Many marketers failing at business aren't really even marketers.


Failure is part of marketing

A big part of strategic marketing is assessing new ideas through market research. Various tools exist, including concept testing and test markets. Great marketers know that they need to risk something to gauge market acceptance. Seeing ideas fail at the research stage is par for the course. The same is true for business ideas, and so it shouldn't be a surprise if a marketer tries something and, realising it isn't working, pulls out.
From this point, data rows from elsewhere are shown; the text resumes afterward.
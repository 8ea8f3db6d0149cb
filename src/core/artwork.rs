use std::path::Path;

use base64::Engine;

use crate::error::ResolveError;
use crate::sources::{redact_api_key, HttpSource};

pub fn encode(data: &[u8]) -> String {
    base64::engine::general_purpose::STANDARD.encode(data)
}

/// 로컬 플레이스홀더 이미지를 읽어 base64로 인코딩한다.
/// 파일이 없거나 비어 있으면 배포 결함이므로 `AssetUnavailable`을 반환한다.
pub fn load_placeholder(path: &Path) -> Result<String, ResolveError> {
    let data = std::fs::read(path).map_err(|source| ResolveError::AssetUnavailable {
        path: path.to_path_buf(),
        source,
    })?;

    if data.is_empty() {
        return Err(ResolveError::AssetUnavailable {
            path: path.to_path_buf(),
            source: std::io::Error::new(std::io::ErrorKind::InvalidData, "빈 파일입니다"),
        });
    }

    Ok(encode(&data))
}

/// 원격 이미지를 내려받아 base64로 인코딩한다.
pub fn fetch_remote<H: HttpSource>(http: &H, url: &str) -> Result<String, ResolveError> {
    let data = http.get(url)?;
    if data.is_empty() {
        return Err(ResolveError::EmptyBody {
            url: redact_api_key(url),
        });
    }
    Ok(encode(&data))
}

/// 트랙 썸네일을 만든다.
///
/// - URL이 비어 있으면 플레이스홀더 이미지를 쓴다.
/// - 원격 이미지를 가져오지 못하면 `None` (플레이스홀더로 대체하지 않는다).
/// - 플레이스홀더를 읽지 못하면 배포 결함으로 error 로그를 남기고 `None`.
pub fn thumbnail_base64<H: HttpSource>(http: &H, url: &str, placeholder: &Path) -> Option<String> {
    if url.is_empty() {
        return match load_placeholder(placeholder) {
            Ok(encoded) => Some(encoded),
            Err(e) => {
                log::error!("배포 오류: 플레이스홀더 이미지가 없습니다. {}", e);
                None
            }
        };
    }

    match fetch_remote(http, url) {
        Ok(encoded) => Some(encoded),
        Err(e) => {
            log::warn!("앨범 아트를 가져오지 못했습니다: {}", e);
            None
        }
    }
}

/// 이미지 바이너리의 매직 바이트로 MIME 타입을 판별한다.
pub fn detect_mime_type(data: &[u8]) -> &'static str {
    if data.starts_with(&[0x89, 0x50, 0x4E, 0x47]) {
        "image/png"
    } else if data.starts_with(b"GIF8") {
        "image/gif"
    } else if data.len() >= 12 && data.starts_with(b"RIFF") && &data[8..12] == b"WEBP" {
        "image/webp"
    } else {
        "image/jpeg"
    }
}

/// base64 문자열의 앞부분만 디코딩하여 MIME 타입을 판별한다.
pub fn detect_mime_type_base64(encoded: &str) -> &'static str {
    // 16글자 = 12바이트, 매직 바이트 판별에 충분하다
    let prefix = encoded.get(..16).unwrap_or(encoded);
    match base64::engine::general_purpose::STANDARD.decode(prefix) {
        Ok(head) => detect_mime_type(&head),
        Err(_) => "image/jpeg",
    }
}
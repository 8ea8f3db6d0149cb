use std::path::PathBuf;

use anyhow::{Context, Result};
use serde::{Deserialize, Serialize};

pub const DEFAULT_BASE_URL: &str = "https://ws.audioscrobbler.com/2.0/";
pub const DEFAULT_PLACEHOLDER_PATH: &str = "./static/temp.gif";

#[derive(Debug, Clone, Serialize, Deserialize)]
pub struct Config {
    #[serde(default)]
    pub default_user: String,
    #[serde(default)]
    pub debug: bool,
    #[serde(default = "default_placeholder_path")]
    pub placeholder_path: PathBuf,
    #[serde(default)]
    pub lastfm: LastFmConfig,
    #[serde(default)]
    pub server: ServerConfig,
}

#[derive(Debug, Clone, Serialize, Deserialize)]
pub struct LastFmConfig {
    pub api_key: Option<String>,
    #[serde(default = "default_base_url")]
    pub base_url: String,
}

#[derive(Debug, Clone, Serialize, Deserialize)]
pub struct ServerConfig {
    #[serde(default = "default_host")]
    pub host: String,
    #[serde(default = "default_port")]
    pub port: u16,
}

fn default_base_url() -> String {
    DEFAULT_BASE_URL.to_string()
}

fn default_placeholder_path() -> PathBuf {
    PathBuf::from(DEFAULT_PLACEHOLDER_PATH)
}

fn default_host() -> String {
    "0.0.0.0".to_string()
}

fn default_port() -> u16 {
    7860
}

impl Default for Config {
    fn default() -> Self {
        Self {
            default_user: String::new(),
            debug: false,
            placeholder_path: default_placeholder_path(),
            lastfm: LastFmConfig::default(),
            server: ServerConfig::default(),
        }
    }
}

impl Default for LastFmConfig {
    fn default() -> Self {
        Self {
            api_key: None,
            base_url: default_base_url(),
        }
    }
}

impl Default for ServerConfig {
    fn default() -> Self {
        Self {
            host: default_host(),
            port: default_port(),
        }
    }
}

impl LastFmConfig {
    pub fn is_configured(&self) -> bool {
        self.api_key.as_ref().is_some_and(|s| !s.trim().is_empty())
    }
}

impl Config {
    /// 환경 변수 값으로 설정을 덮어쓴다. `lookup`은 테스트에서 가짜 환경을 주입하기 위한 것이다.
    pub fn apply_env_overrides<F>(&mut self, lookup: F)
    where
        F: Fn(&str) -> Option<String>,
    {
        if let Some(key) = lookup("LASTFM_API_KEY").filter(|v| !v.is_empty()) {
            self.lastfm.api_key = Some(key);
        }
        if let Some(url) = lookup("LASTFM_BASE_URL").filter(|v| !v.is_empty()) {
            self.lastfm.base_url = url;
        }
        if let Some(user) = lookup("LASTFM_DEFAULT_USER").filter(|v| !v.is_empty()) {
            self.default_user = user;
        }
        if let Some(debug) = lookup("PASTFM_DEBUG") {
            self.debug = matches!(debug.trim().to_ascii_lowercase().as_str(), "1" | "true" | "yes");
        }
    }
}

fn config_path() -> PathBuf {
    let home = std::env::var("HOME").unwrap_or_else(|_| ".".to_string());
    PathBuf::from(home)
        .join(".config")
        .join("pastfm")
        .join("config.toml")
}

fn parse_config(content: &str) -> Config {
    match toml::from_str(content) {
        Ok(cfg) => cfg,
        Err(e) => {
            // 로거는 설정을 읽은 뒤에 초기화되므로 직접 출력한다
            eprintln!("경고: 설정 파일을 해석할 수 없어 기본값을 사용합니다: {}", e);
            Config::default()
        }
    }
}

/// 설정 파일을 읽고 환경 변수 덮어쓰기를 적용한다.
/// 파일이 없거나 읽을 수 없으면 기본값을 쓴다.
pub fn load_config() -> Config {
    let path = config_path();
    let mut config = if !path.exists() {
        Config::default()
    } else {
        match std::fs::read_to_string(&path) {
            Ok(content) => parse_config(&content),
            Err(_) => Config::default(),
        }
    };
    config.apply_env_overrides(|name| std::env::var(name).ok());
    config
}

pub fn save_config(config: &Config) -> Result<()> {
    let path = config_path();
    if let Some(parent) = path.parent() {
        std::fs::create_dir_all(parent)
            .with_context(|| format!("설정 디렉토리를 만들 수 없습니다: {}", parent.display()))?;
    }
    let content = toml::to_string_pretty(config)?;
    std::fs::write(&path, content)
        .with_context(|| format!("설정 파일을 저장할 수 없습니다: {}", path.display()))?;
    Ok(())
}
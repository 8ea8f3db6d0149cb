use std::path::PathBuf;

use thiserror::Error;

/// 최근 재생 트랙 조회 과정에서 발생하는 오류.
///
/// `Transport`, `Status`, `Api`는 원격 호출 실패,
/// `MalformedResponse`와 `EmptyResult`는 응답 내용 문제,
/// `AssetUnavailable`은 배포 결함(플레이스홀더 이미지 누락)을 나타낸다.
#[derive(Debug, Error)]
pub enum ResolveError {
    #[error("요청 URL을 만들 수 없습니다 ({base}): {reason}")]
    InvalidUrl { base: String, reason: String },

    #[error("HTTP 요청에 실패했습니다 ({url}): {source}")]
    Transport {
        url: String,
        #[source]
        source: Box<dyn std::error::Error + Send + Sync>,
    },

    #[error("HTTP {status} 응답을 받았습니다 ({url})")]
    Status { url: String, status: u16 },

    #[error("Last.fm API 오류 {code}: {message}")]
    Api { code: i64, message: String },

    #[error("응답 형식이 올바르지 않습니다: {0}")]
    MalformedResponse(#[from] serde_json::Error),

    #[error("응답 본문이 비어 있습니다 ({url})")]
    EmptyBody { url: String },

    #[error("최근 재생 트랙이 없습니다")]
    EmptyResult,

    #[error("플레이스홀더 이미지를 읽을 수 없습니다 ({}): {source}", .path.display())]
    AssetUnavailable {
        path: PathBuf,
        #[source]
        source: std::io::Error,
    },
}

impl ResolveError {
    /// 원격 호출 자체가 실패한 경우인지 여부.
    pub fn is_transport(&self) -> bool {
        matches!(
            self,
            ResolveError::Transport { .. } | ResolveError::Status { .. } | ResolveError::Api { .. }
        )
    }
}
You wouldn't ridicule a marketer for discontinuing a product that isn't working, so why would one do it when a marketer unsuccessfully tries their hand at business? Even when the marketer decides to work for themselves as a consultant, failure is highly likely. Competition is stiff. It takes a long time to establish credibility, and figuring out the right way to position, price, and promote oneself is hard and can take longer than one's personal circumstances allow. 


Marketing is a weak force

Here's the biggest surprise - marketing is a weak business force. It is a bit like gravity; in fact, it is exactly like gravity. In the grand scheme of things, it can dominate, as very large brands have shown, but in the anxiety-filled immediacy of a new business, it certainly won't keep the boat afloat. 

The fundamentals of great marketing overlap significantly with those of a great business - but long-term, sustainable business. Not the short-term wheeling and dealing that's needed to get through the first few years of establishing a business.  Marketing isn't entrepreneurship. Many marketers lack salesmanship.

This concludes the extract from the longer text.